- **Aim of the exercise**
Filter on the word "accepted": copy each matching line from the listing below.

- **Given records**
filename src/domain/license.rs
//! License key and decrypted license payload.

use std::fmt;

use serde::Deserialize;

use super::FeatureName;

/// Placeholder shown wherever a license key would otherwise be printed.
pub const REDACTED: &str = "********";

/// Raw license key as entered by the user.
///
/// `Debug` never prints the key itself.
#[derive(Clone, PartialEq, Eq)]
pub struct LicenseKey(String);

impl LicenseKey {
    pub fn new(key: impl Into<String>) -> Self {
        Self(key.into().trim().to_string())
    }

    /// The key text, for handing to the decoder and the license registration command.
    pub fn expose(&self) -> &str {
        &self.0
    }

    pub fn is_empty(&self) -> bool {
        self.0.is_empty()
    }
}

impl fmt::Debug for LicenseKey {
    fn fmt(&self, f: &mut fmt::Formatter<'_>) -> fmt::Result {
        write!(f, "LicenseKey({REDACTED})")
    }
}

/// Decrypted license contents.
#[derive(Debug, Clone, PartialEq, Eq, Deserialize)]
pub struct LicensePayload {
    pub valid: bool,
    /// Licensed feature modules, in license order.
    #[serde(default)]
    pub features: Vec<FeatureName>,
}

impl LicensePayload {
    /// Parse decoder output. Anything that is not a well-formed payload is `None`.
    pub fn parse(raw: &str) -> Option<Self> {
        match serde_json::from_str::<LicensePayload>(raw.trim()) {
            Ok(payload) => Some(payload),
            Err(err) => {
                tracing::debug!(error = %err, "license decoder output is not a payload");
                None
            }
        }
    }
}
//! platform-installer: one-shot installer for the Platform.
//!
//! Decrypts the license key, scaffolds the base project through the package manager,
//! requires every licensed feature, and in interactive mode points the environment at the
//! chosen database and migrates it.

pub mod adapters;
pub mod app;
pub mod domain;
pub mod ports;

#[cfg(test)]
pub(crate) mod testing;

use std::path::Path;

use adapters::{
    CommandLicenseService, DialoguerPrompter, MysqlDatabaseProbe, SystemProcessRunner,
    TerminalConsole,
};
use app::{AppContext, commands::install};

pub use app::commands::install::InstallMode;
pub use domain::{AppError, InstallReport, InstallStage};

/// Run the installer against the real system.
///
/// `config_path` overrides the config lookup. Returns `Ok(None)` when the user cancelled an
/// interactive prompt.
pub fn install(
    mode: InstallMode,
    config_path: Option<&Path>,
) -> Result<Option<InstallReport>, AppError> {
    let config = app::config::load_config(config_path)?;
    let license = CommandLicenseService::from_config(&config.license);
    let probe = MysqlDatabaseProbe::new(config.database.clone());
    let ctx = AppContext::new(config, license, SystemProcessRunner::new(), TerminalConsole::new());

    install::run(&ctx, mode, &DialoguerPrompter::new(), &probe)
}
#![allow(dead_code, unused_imports)]

#[cfg(unix)]
pub(crate) mod fake_toolchain;
pub(crate) mod test_context;

#[cfg(unix)]
pub(crate) use fake_toolchain::FakeToolchain;
pub(crate) use test_context::TestContext;
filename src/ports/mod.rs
mod console;
mod database_probe;
mod license_service;
mod process_runner;
mod prompter;

pub use console::Console;
pub use database_probe::DatabaseProbe;
pub use license_service::LicenseService;
pub use process_runner::ProcessRunner;
pub use prompter::{Prompter, Validator};
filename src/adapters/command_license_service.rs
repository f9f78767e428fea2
use std::path::Path;
use std::process::Command;

use crate::domain::config::LicenseConfig;
use crate::domain::{AppError, LicensePayload, ProcessFailure};
use crate::ports::LicenseService;

/// License service backed by an external decoder program.
///
/// The decoder is invoked as `<program> <args...> <license-file>` and is expected to print
/// a JSON payload `{"valid": bool, "features": [..]}` on success.
#[derive(Debug, Clone)]
pub struct CommandLicenseService {
    program: String,
    args: Vec<String>,
}

impl CommandLicenseService {
    pub fn new(program: impl Into<String>, args: Vec<String>) -> Self {
        Self { program: program.into(), args }
    }

    pub fn from_config(config: &LicenseConfig) -> Self {
        Self::new(config.program.clone(), config.args.clone())
    }
}

impl LicenseService for CommandLicenseService {
    fn license_data(&self, license_file: &Path) -> Result<Option<LicensePayload>, AppError> {
        let output = Command::new(&self.program)
            .args(&self.args)
            .arg(license_file)
            .output()
            .map_err(|e| {
                AppError::process_failed(&self.program, ProcessFailure::Spawn(e.to_string()))
            })?;

        if !output.status.success() {
            tracing::debug!(
                status = ?output.status.code(),
                stderr = %String::from_utf8_lossy(&output.stderr).trim(),
                "license decoder rejected key"
            );
            return Ok(None);
        }

        Ok(LicensePayload::parse(&String::from_utf8_lossy(&output.stdout)))
    }
}
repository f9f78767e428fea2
use std::io::ErrorKind;

use dialoguer::{Error as DialoguerError, Input};

use crate::domain::AppError;
use crate::ports::{Prompter, Validator};

/// Terminal prompts via `dialoguer`. Invalid answers are reported inline and asked again.
#[derive(Debug, Clone, Default)]
pub struct DialoguerPrompter;

impl DialoguerPrompter {
    pub fn new() -> Self {
        Self
    }
}

impl Prompter for DialoguerPrompter {
    fn ask(&self, prompt: &str) -> Result<Option<String>, AppError> {
        let answer = Input::<String>::new().with_prompt(prompt).interact_text();
        cancelled_as_none(answer)
    }

    fn ask_validated(
        &self,
        prompt: &str,
        validate: &Validator<'_>,
    ) -> Result<Option<String>, AppError> {
        let mut accepted: Option<String> = None;
        let answer = Input::<String>::new()
            .with_prompt(prompt)
            .validate_with(|input: &String| -> Result<(), String> {
                let value = validate(input.as_str()).map_err(|err| err.to_string())?;
                accepted = Some(value);
                Ok(())
            })
            .interact_text();

        Ok(cancelled_as_none(answer)?.map(|raw| accepted.unwrap_or(raw)))
    }
}

fn cancelled_as_none(answer: Result<String, DialoguerError>) -> Result<Option<String>, AppError> {
    match answer {
        Ok(value) => Ok(Some(value)),
        Err(DialoguerError::IO(err)) if err.kind() == ErrorKind::Interrupted => Ok(None),
        Err(err) => Err(AppError::Prompt(err.to_string())),
    }
}
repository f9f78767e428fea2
pub mod install;
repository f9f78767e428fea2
use crate::domain::AppError;

/// Port for the live database-existence check.
pub trait DatabaseProbe {
    /// Whether a database with this name exists and is reachable.
    fn database_exists(&self, name: &str) -> Result<bool, AppError>;
}
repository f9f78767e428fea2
//! Running one external command as a pipeline step.

use crate::app::AppContext;
use crate::domain::{
    AppError, CommandSpec, ExitStatusPolicy, ProcessEvent, ProcessFailure, ProcessOutcome,
};
use crate::ports::{Console, LicenseService, ProcessRunner};

/// Run `spec` with the configured deadline, streaming its output to the console.
///
/// Timeouts are always fatal. A non-zero exit is fatal under `Strict` and a console
/// warning under `Lenient`.
pub(super) fn run_command<L, R, C>(
    ctx: &AppContext<L, R, C>,
    spec: CommandSpec,
) -> Result<(), AppError>
where
    L: LicenseService,
    R: ProcessRunner,
    C: Console,
{
    let process = &ctx.config().process;
    let spec = spec.timeout(process.timeout());
    let display = spec.display();

    let mut outcome = None;
    for event in ctx.runner().start(&spec)? {
        match event {
            ProcessEvent::Output(chunk) => ctx.console().output(&chunk),
            ProcessEvent::Finished(done) => {
                outcome = Some(done);
                break;
            }
        }
    }

    match outcome {
        Some(outcome) if outcome.success() => Ok(()),
        Some(ProcessOutcome::TimedOut) => {
            Err(AppError::process_failed(display, ProcessFailure::TimedOut(process.timeout_secs)))
        }
        Some(ProcessOutcome::Exited(code)) => match process.exit_status {
            ExitStatusPolicy::Strict => {
                Err(AppError::process_failed(display, ProcessFailure::ExitStatus(code)))
            }
            ExitStatusPolicy::Lenient => {
                let failure = ProcessFailure::ExitStatus(code);
                ctx.console().warn(&format!("'{display}' {failure}; continuing"));
                Ok(())
            }
        },
        None => Err(AppError::process_failed(
            display,
            ProcessFailure::Spawn("output closed before the command finished".to_string()),
        )),
    }
}
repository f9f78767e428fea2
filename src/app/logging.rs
use tracing_subscriber::EnvFilter;

/// Install the stderr diagnostics subscriber. `RUST_LOG` takes precedence over `verbose`.
pub fn init(verbose: bool) {
    let default = if verbose { "platform_installer=debug" } else { "warn" };
    let filter = EnvFilter::try_from_default_env().unwrap_or_else(|_| EnvFilter::new(default));

    let _ = tracing_subscriber::fmt()
        .with_env_filter(filter)
        .with_writer(std::io::stderr)
        .with_target(false)
        .try_init();
}
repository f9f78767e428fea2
mod command_license_service;
mod dialoguer_prompter;
mod mysql_database_probe;
mod system_process_runner;
mod terminal_console;

pub use command_license_service::CommandLicenseService;
pub use dialoguer_prompter::DialoguerPrompter;
pub use mysql_database_probe::MysqlDatabaseProbe;
pub use system_process_runner::SystemProcessRunner;
pub use terminal_console::TerminalConsole;
use crate::domain::InstallerConfig;
use crate::ports::{Console, LicenseService, ProcessRunner};

/// Application context holding configuration and dependencies for the install pipeline.
pub struct AppContext<L: LicenseService, R: ProcessRunner, C: Console> {
    config: InstallerConfig,
    license: L,
    runner: R,
    console: C,
}

impl<L: LicenseService, R: ProcessRunner, C: Console> AppContext<L, R, C> {
    /// Create a new application context.
    pub fn new(config: InstallerConfig, license: L, runner: R, console: C) -> Self {
        Self { config, license, runner, console }
    }

    pub fn config(&self) -> &InstallerConfig {
        &self.config
    }

    /// Get a reference to the license decryption facility.
    pub fn license(&self) -> &L {
        &self.license
    }

    /// Get a reference to the external process runner.
    pub fn runner(&self) -> &R {
        &self.runner
    }

    pub fn console(&self) -> &C {
        &self.console
    }
}
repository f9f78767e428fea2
use std::path::{Path, PathBuf};

use super::{AppError, LicenseKey};

/// Everything the pipeline needs from the user, collected once.
#[derive(Debug, Clone)]
pub struct InstallRequest {
    pub license_key: LicenseKey,
    pub install_path: PathBuf,
    /// Present only in the interactive variant; enables environment setup and migrations.
    pub database_name: Option<String>,
}

impl InstallRequest {
    pub fn new(license_key: LicenseKey, install_path: PathBuf) -> Self {
        Self { license_key, install_path, database_name: None }
    }

    pub fn with_database(mut self, database_name: impl Into<String>) -> Self {
        self.database_name = Some(database_name.into());
        self
    }
}

/// Fail when the target exists and is not a directory.
pub fn validate_install_path(path: &Path) -> Result<(), AppError> {
    if path.as_os_str().is_empty() {
        return Err(AppError::config_error("Installation path must not be empty"));
    }
    if path.exists() && !path.is_dir() {
        return Err(AppError::PathInvalid(path.to_path_buf()));
    }
    Ok(())
}

/// Database names are interpolated into a client query, so only plain identifiers pass.
pub fn is_plain_database_name(name: &str) -> bool {
    !name.is_empty()
        && name.len() <= 64
        && name.chars().all(|c| c.is_ascii_alphanumeric() || matches!(c, '_' | '$' | '-'))
}
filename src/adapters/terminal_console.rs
use colored::Colorize;

use crate::domain::{OutputChunk, OutputStream};
use crate::ports::Console;

/// Styled terminal output. Child output keeps its original stream.
#[derive(Debug, Clone, Default)]
pub struct TerminalConsole;

impl TerminalConsole {
    pub fn new() -> Self {
        Self
    }
}

impl Console for TerminalConsole {
    fn info(&self, message: &str) {
        println!("{}", message.green());
    }

    fn warn(&self, message: &str) {
        eprintln!("{}", message.yellow());
    }

    fn error(&self, message: &str) {
        eprintln!("{}", message.red());
    }

    fn output(&self, chunk: &OutputChunk) {
        match chunk.stream {
            OutputStream::Stdout => println!("{}", chunk.line),
            OutputStream::Stderr => eprintln!("{}", chunk.line),
        }
    }
}
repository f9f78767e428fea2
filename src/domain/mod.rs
pub mod config;
pub mod environment;
mod error;
mod feature_name;
mod install_request;
pub mod license;
pub mod manifest;
pub mod process;
mod stage;

pub use config::{ExitStatusPolicy, InstallerConfig};
pub use environment::{EnvRewrite, replace_assignment};
pub use error::{AppError, ProcessFailure};
pub use feature_name::FeatureName;
pub use install_request::{InstallRequest, is_plain_database_name, validate_install_path};
pub use license::{LicenseKey, LicensePayload};
pub use manifest::{DependencyManifest, MANIFEST_FILE};
pub use process::{
    CommandSpec, OutputChunk, OutputStream, ProcessEvent, ProcessEvents, ProcessOutcome,
};
pub use stage::{InstallReport, InstallStage};
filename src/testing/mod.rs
pub mod ports;

#[allow(unused_imports)]
pub use ports::FakeDatabaseProbe;
#[allow(unused_imports)]
pub use ports::FakeLicenseService;
#[allow(unused_imports)]
pub use ports::FakeProcessRunner;
#[allow(unused_imports)]
pub use ports::RecordingConsole;
#[allow(unused_imports)]
pub use ports::ScriptedPrompter;
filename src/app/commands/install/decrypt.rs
//! License decryption through a scoped temporary key file.

use std::io::Write;

use crate::domain::config::LicenseConfig;
use crate::domain::{AppError, LicenseKey, LicensePayload};
use crate::ports::LicenseService;

/// Decrypt `key` into its payload. `Ok(None)` when the key does not decrypt.
///
/// The key is written to a uniquely named temporary file for the file-based facility;
/// the file is removed on every return path.
pub fn decrypt_license<S: LicenseService>(
    service: &S,
    config: &LicenseConfig,
    key: &LicenseKey,
) -> Result<Option<LicensePayload>, AppError> {
    if key.is_empty() {
        return Ok(None);
    }

    let mut file = tempfile::Builder::new().prefix(&config.temp_prefix).tempfile()?;
    file.write_all(key.expose().as_bytes())?;
    file.flush()?;

    let payload = service.license_data(file.path());
    drop(file);
    payload
}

- **The answer**
        let mut accepted: Option<String> = None;
                accepted = Some(value);
        Ok(cancelled_as_none(answer)?.map(|raw| accepted.unwrap_or(raw)))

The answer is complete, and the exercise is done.